Ее смерть перечеркнула не только магию, но и, казалось Бобби, самую идею детства. Что от него толку, если оно приводит вот к такому? Плохое зрение, плохое давление — это одно, плохие сны, плохие мысли и плохие концы — это совсем другое. Через какое-то время хочется сказать Богу: а послушай, Большой Парень, брось-ка! Вырастая, утрачиваешь невинность, это, как знают все, в порядке вещей, но неужели надо утрачивать и надежду?
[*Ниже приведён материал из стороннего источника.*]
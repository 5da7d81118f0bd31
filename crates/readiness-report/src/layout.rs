//! Report layout
//!
//! A report is composed in two steps: [`compose`] turns the record into a
//! [`ReportDocument`] using the per-branch [`Template`], then the PDF encoder
//! draws it. Templates are data; adding a branch means adding a template.

use chrono::NaiveDateTime;
use readiness_core::catalog::{self, QuestionSet};
use readiness_core::{AnswerRecord, Classification, RenderError, Stage};

/// Document title
pub const REPORT_TITLE: &str = "Business Personality & Readiness Report";

const BASICS_HEADING: &str = "Stage 1 – Personal Information";
const GENERATED_FORMAT: &str = "%d %B %Y, %I:%M %p";
const FILENAME_TIMESTAMP: &str = "%Y%m%d_%H%M%S";

/// How a stage's answers are laid out
#[derive(Debug, Clone, Copy, PartialEq, Eq)]
pub enum Style {
    /// One `label: answer` line per question
    Fields,
    /// Two-column table with the given column headers
    Table(&'static str, &'static str),
}

/// One classification-specific block
#[derive(Debug, Clone, Copy)]
pub struct Part {
    /// Section heading
    pub heading: &'static str,
    /// Stage whose questions are listed
    pub stage: Stage,
    /// Layout
    pub style: Style,
}

/// Report template for one branch
#[derive(Debug, Clone, Copy)]
pub struct Template {
    /// Branch this template renders
    pub classification: Classification,
    /// Filename stem, the timestamp is appended
    pub filename_prefix: &'static str,
    /// Branch-specific sections after the basics
    pub parts: &'static [Part],
    /// Closing note
    pub note: &'static str,
}

static FUTURE: Template = Template {
    classification: Classification::Future,
    filename_prefix: "Future_Entrepreneur_Report",
    parts: &[Part {
        heading: "Future Entrepreneur Assessment",
        stage: Stage::FutureAssessment,
        style: Style::Fields,
    }],
    note: "This assessment is an introductory guidance for young entrepreneurs. \
           Parents/guardians should supervise and support execution of plans.",
};

static STARTER: Template = Template {
    classification: Classification::Starter,
    filename_prefix: "Starter_Report",
    parts: &[Part {
        heading: "New Business Starter Assessment",
        stage: Stage::StarterAssessment,
        style: Style::Fields,
    }],
    note: "This assessment helps you plan initial steps to start your business. \
           Consider mentorship and training to improve your readiness.",
};

static OWNER: Template = Template {
    classification: Classification::Owner,
    filename_prefix: "Business_Readiness_Report",
    parts: &[
        Part {
            heading: "Stage 2 – Personality & Lifestyle",
            stage: Stage::OwnerProfile,
            style: Style::Fields,
        },
        Part {
            heading: "Stage 3 – Mandatory Requirements",
            stage: Stage::OwnerCompliance,
            style: Style::Table("Requirement", "Status"),
        },
    ],
    note: "To proceed further, the firm must ensure that all the listed requirements \
           are fully implemented. Once all conditions are satisfied, a verification visit \
           will be conducted by our team to validate completion and compliance.",
};

/// Template for `classification`, `None` while unclassified
#[must_use]
pub fn template(classification: Classification) -> Option<&'static Template> {
    match classification {
        Classification::Future => Some(&FUTURE),
        Classification::Starter => Some(&STARTER),
        Classification::Owner => Some(&OWNER),
        Classification::Unclassified => None,
    }
}

/// Body of a section
#[derive(Debug, Clone, PartialEq, Eq)]
pub enum Block {
    /// Labelled answers
    Fields(Vec<(String, String)>),
    /// Header row plus data rows
    Table {
        /// Column headers
        header: [String; 2],
        /// Data rows
        rows: Vec<[String; 2]>,
    },
    /// Highlighted closing note
    Note(String),
}

/// A headed (or unheaded) block
#[derive(Debug, Clone, PartialEq, Eq)]
pub struct Section {
    /// Heading, `None` for the note
    pub heading: Option<String>,
    /// Content
    pub block: Block,
}

/// Fully resolved report content
#[derive(Debug, Clone, PartialEq, Eq)]
pub struct ReportDocument {
    /// Title line
    pub title: String,
    /// "Generated on ..." line
    pub generated: String,
    /// Sections in print order
    pub sections: Vec<Section>,
    /// Suggested download name
    pub filename: String,
}

/// Lay out the report for `record` as of `at`.
///
/// # Errors
/// - [`RenderError::Unclassified`] when `classification` is unset
/// - [`RenderError::MissingField`] when a field the template lists is absent
pub fn compose(
    record: &AnswerRecord,
    classification: Classification,
    at: NaiveDateTime,
) -> Result<ReportDocument, RenderError> {
    let template = template(classification).ok_or(RenderError::Unclassified)?;

    let mut sections = Vec::with_capacity(template.parts.len() + 2);
    sections.push(Section {
        heading: Some(BASICS_HEADING.to_string()),
        block: fields(record, stage_set(Stage::Basics)?)?,
    });

    for part in template.parts {
        let set = stage_set(part.stage)?;
        let block = match part.style {
            Style::Fields => fields(record, set)?,
            Style::Table(left, right) => table(record, set, [left, right])?,
        };
        sections.push(Section {
            heading: Some(part.heading.to_string()),
            block,
        });
    }

    sections.push(Section {
        heading: None,
        block: Block::Note(template.note.to_string()),
    });

    Ok(ReportDocument {
        title: REPORT_TITLE.to_string(),
        generated: format!("Generated on {}", at.format(GENERATED_FORMAT)),
        sections,
        filename: format!(
            "{}_{}.pdf",
            template.filename_prefix,
            at.format(FILENAME_TIMESTAMP)
        ),
    })
}

fn stage_set(stage: Stage) -> Result<&'static QuestionSet, RenderError> {
    catalog::question_set(stage)
        .ok_or_else(|| RenderError::Encoding(format!("no question set for stage {stage}")))
}

fn answer(record: &AnswerRecord, key: &str) -> Result<String, RenderError> {
    record
        .get(key)
        .map(str::to_string)
        .ok_or_else(|| RenderError::MissingField(key.to_string()))
}

fn fields(record: &AnswerRecord, set: &QuestionSet) -> Result<Block, RenderError> {
    set.questions
        .iter()
        .map(|q| -> Result<_, RenderError> { Ok((q.label.to_string(), answer(record, q.key)?)) })
        .collect::<Result<Vec<_>, _>>()
        .map(Block::Fields)
}

fn table(record: &AnswerRecord, set: &QuestionSet, header: [&str; 2]) -> Result<Block, RenderError> {
    let rows = set
        .questions
        .iter()
        .map(|q| -> Result<_, RenderError> { Ok([q.label.to_string(), answer(record, q.key)?]) })
        .collect::<Result<Vec<_>, _>>()?;
    Ok(Block::Table {
        header: header.map(str::to_string),
        rows,
    })
}
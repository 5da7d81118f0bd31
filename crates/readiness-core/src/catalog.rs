//! Fixed question catalog
//!
//! One [`QuestionSet`] per stage variant. The sets are compiled in; nothing
//! here is configurable at runtime. Every choice question carries an explicit
//! sentinel placeholder that is never an accepted answer.

use crate::stage::Stage;
use serde::Serialize;

/// Catalog version stamped into persisted rows
pub const CATALOG_VERSION: &str = "2025.1";

/// Answer value that routes stage 1 to the future-entrepreneur branch
pub const BELOW_18: &str = "Below 18";

/// Stage 1 key holding the age group
pub const AGE_GROUP_KEY: &str = "Age Group";

/// Stage 1.5 key holding the ownership answer
pub const OWNERSHIP_KEY: &str = "Running Business";

/// Affirmative ownership answer
pub const YES: &str = "Yes";

/// Negative ownership answer
pub const NO: &str = "No";

const SELECT_OPTION: &str = "Select an option";

/// How a question is answered
#[derive(Debug, Clone, Copy, PartialEq, Eq, Serialize)]
#[serde(tag = "kind", rename_all = "snake_case")]
pub enum Input {
    /// Single choice from a fixed list
    Choice {
        /// Placeholder shown before a choice is made
        sentinel: &'static str,
        /// Accepted answers, in display order
        options: &'static [&'static str],
    },
    /// Free text; blank counts as unanswered
    Text,
}

/// A single question
#[derive(Debug, Clone, Copy, PartialEq, Eq, Serialize)]
pub struct Question {
    /// Record key, unique across the catalog
    pub key: &'static str,
    /// Prompt shown to the respondent
    pub prompt: &'static str,
    /// Short label used in the report
    pub label: &'static str,
    /// Answer kind
    pub input: Input,
}

impl Question {
    const fn choice(
        key: &'static str,
        prompt: &'static str,
        label: &'static str,
        sentinel: &'static str,
        options: &'static [&'static str],
    ) -> Self {
        Self {
            key,
            prompt,
            label,
            input: Input::Choice { sentinel, options },
        }
    }

    /// The placeholder value meaning "not yet answered"
    #[inline]
    #[must_use]
    pub fn sentinel(&self) -> &'static str {
        match self.input {
            Input::Choice { sentinel, .. } => sentinel,
            Input::Text => "",
        }
    }

    /// Whether `value` is the unanswered placeholder
    #[must_use]
    pub fn is_sentinel(&self, value: &str) -> bool {
        match self.input {
            Input::Choice { sentinel, .. } => value == sentinel,
            Input::Text => value.trim().is_empty(),
        }
    }

    /// Whether `value` is an acceptable final answer
    #[must_use]
    pub fn accepts(&self, value: &str) -> bool {
        match self.input {
            Input::Choice { options, .. } => options.contains(&value),
            Input::Text => !value.trim().is_empty(),
        }
    }

    /// Accepted options, empty for free text
    #[inline]
    #[must_use]
    pub fn options(&self) -> &'static [&'static str] {
        match self.input {
            Input::Choice { options, .. } => options,
            Input::Text => &[],
        }
    }
}

/// The questions shown on one stage
#[derive(Debug, Clone, Copy, PartialEq, Eq, Serialize)]
pub struct QuestionSet {
    /// Stage this set belongs to
    pub stage: Stage,
    /// Screen heading
    pub title: &'static str,
    /// Introductory line, may be empty
    pub intro: &'static str,
    /// Questions in display order
    pub questions: &'static [Question],
    /// Whether answers are merged into the record (the ownership gate only routes)
    pub records_answers: bool,
}

impl QuestionSet {
    /// Look up a question by key
    #[must_use]
    pub fn question(&self, key: &str) -> Option<&'static Question> {
        self.questions.iter().find(|q| q.key == key)
    }

    /// Keys in display order
    pub fn keys(&self) -> impl Iterator<Item = &'static str> {
        self.questions.iter().map(|q| q.key)
    }

    /// Number of questions
    #[inline]
    #[must_use]
    pub fn len(&self) -> usize {
        self.questions.len()
    }

    /// Whether the set has no questions
    #[inline]
    #[must_use]
    pub fn is_empty(&self) -> bool {
        self.questions.is_empty()
    }
}

/// Question set for `stage`, `None` for the terminal stage
#[must_use]
pub fn question_set(stage: Stage) -> Option<&'static QuestionSet> {
    match stage {
        Stage::Basics => Some(&BASICS),
        Stage::OwnershipGate => Some(&OWNERSHIP_GATE),
        Stage::FutureAssessment => Some(&FUTURE),
        Stage::StarterAssessment => Some(&STARTER),
        Stage::OwnerProfile => Some(&OWNER_PROFILE),
        Stage::OwnerCompliance => Some(&OWNER_COMPLIANCE),
        Stage::Complete => None,
    }
}

/// All question sets in stage order
#[must_use]
pub fn all_sets() -> [&'static QuestionSet; 6] {
    [
        &BASICS,
        &OWNERSHIP_GATE,
        &FUTURE,
        &STARTER,
        &OWNER_PROFILE,
        &OWNER_COMPLIANCE,
    ]
}

/// Stage that owns `key`
#[must_use]
pub fn stage_of(key: &str) -> Option<Stage> {
    all_sets()
        .into_iter()
        .find(|set| set.question(key).is_some())
        .map(|set| set.stage)
}

const YES_NO: &[&str] = &[YES, NO];

static BASICS: QuestionSet = QuestionSet {
    stage: Stage::Basics,
    title: "Stage 1 — Basic Details",
    intro: "",
    records_answers: true,
    questions: &[
        Question {
            key: "Registration Code",
            prompt: "Registration Code",
            label: "Registration Code",
            input: Input::Text,
        },
        Question::choice(
            AGE_GROUP_KEY,
            "Age group",
            "Age Group",
            "Select age group",
            &[BELOW_18, "20–30", "31–40", "41–50", "51–60", "Above 60"],
        ),
        Question::choice(
            "Gender",
            "Gender",
            "Gender",
            "Select gender",
            &["Male", "Female", "Other"],
        ),
        Question::choice(
            "KK Number",
            "KK Number",
            "KK Number",
            "Select KK number",
            &["1", "2", "3", "4", "5", "6"],
        ),
    ],
};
Что толку целовать девочку в кабинке Колеса Обозрения, когда тебе одиннадцать, если тебе одиннадцать лет спустя предстоит развернуть газету и узнать, что она сгорела в трущобном домишке в трущобном тупике? Что толку помнить ее прекрасные испуганные глаза или то, как солнце просвечивало в ее волосах?
Он сказал бы все это — и куда больше — неделю назад, но тут всколыхнулась прядка былой магии и коснулась его. «Иди домой, — шепнула она. — Иди Бобби, иди, сукин ты сын, иди домой». И вот он здесь, снова в Харвиче. Отдал дань памяти старому другу, совершил прогулку по старому городку (и его глаза ни разу не затуманились), а теперь приблизилось время уехать. Однако прежде ему предстояло сделать еще одну остановку.
Было время ужина, и Коммонвелф-парк совсем опустел. Бобби прошел к проволочной сетке, ограждающей поле Б. Навстречу ему шли трое замешкавшихся бейсболиста. У двоих были большие красные рюкзаки с принадлежностями, а у третьего магнитола, из которой на полной мощности гремел «Отпрыск». Все трое ребят недоверчиво на него покосились, чему Бобби не удивился. Он был взрослым в стране детей, живущих в эпоху, когда все такие, как он, являются подозреваемыми. Он не стал ухудшать ситуацию приветственным кивком, или взмахом руки, или глупостью вроде: «Как игралось, парни?» Они прошли мимо, не замедляя шага.
Он стоял, запустив пальцы в проволочные ромбы, глядя, как красный свет заходящего солнца косо ложится на траву поля, отражается от табло и плакатов «ОСТАВАЙТЕСЬ В ШКОЛЕ» и «ИЗ-ЗА ЧЕГО, ПО-ТВОЕМУ, ИХ НАЗЫВАЮТ ДУРЬЮ?». И опять его охватило это щемящее ощущение магии, ощущение окружающего мира как тонкой пленки, натянутой поверх чего-то другого, чего-то и более солнечного, и более темного. Голоса теперь были повсюду, кружа, как линии на волчке.
«Не смей называть меня глупой, Бобби-бой!»
«Не надо бить Бобби, он не такой, как они».
«Настоящий миляга, малыш, он играл песню Джо Стэффорда».
«Это ка… а ка — это судьба».
«Тед, я люблю тебя».
— Тед, я люблю тебя. — Бобби произнес эти слова вслух, не декламируя их, но и не шепча. Определяя их весомость. Он даже не помнил толком, как выглядел Тед Бротиген (только «честерфилдки» и нескончаемые бутылки рутбира), но от этих слов ему все-таки стало тепло.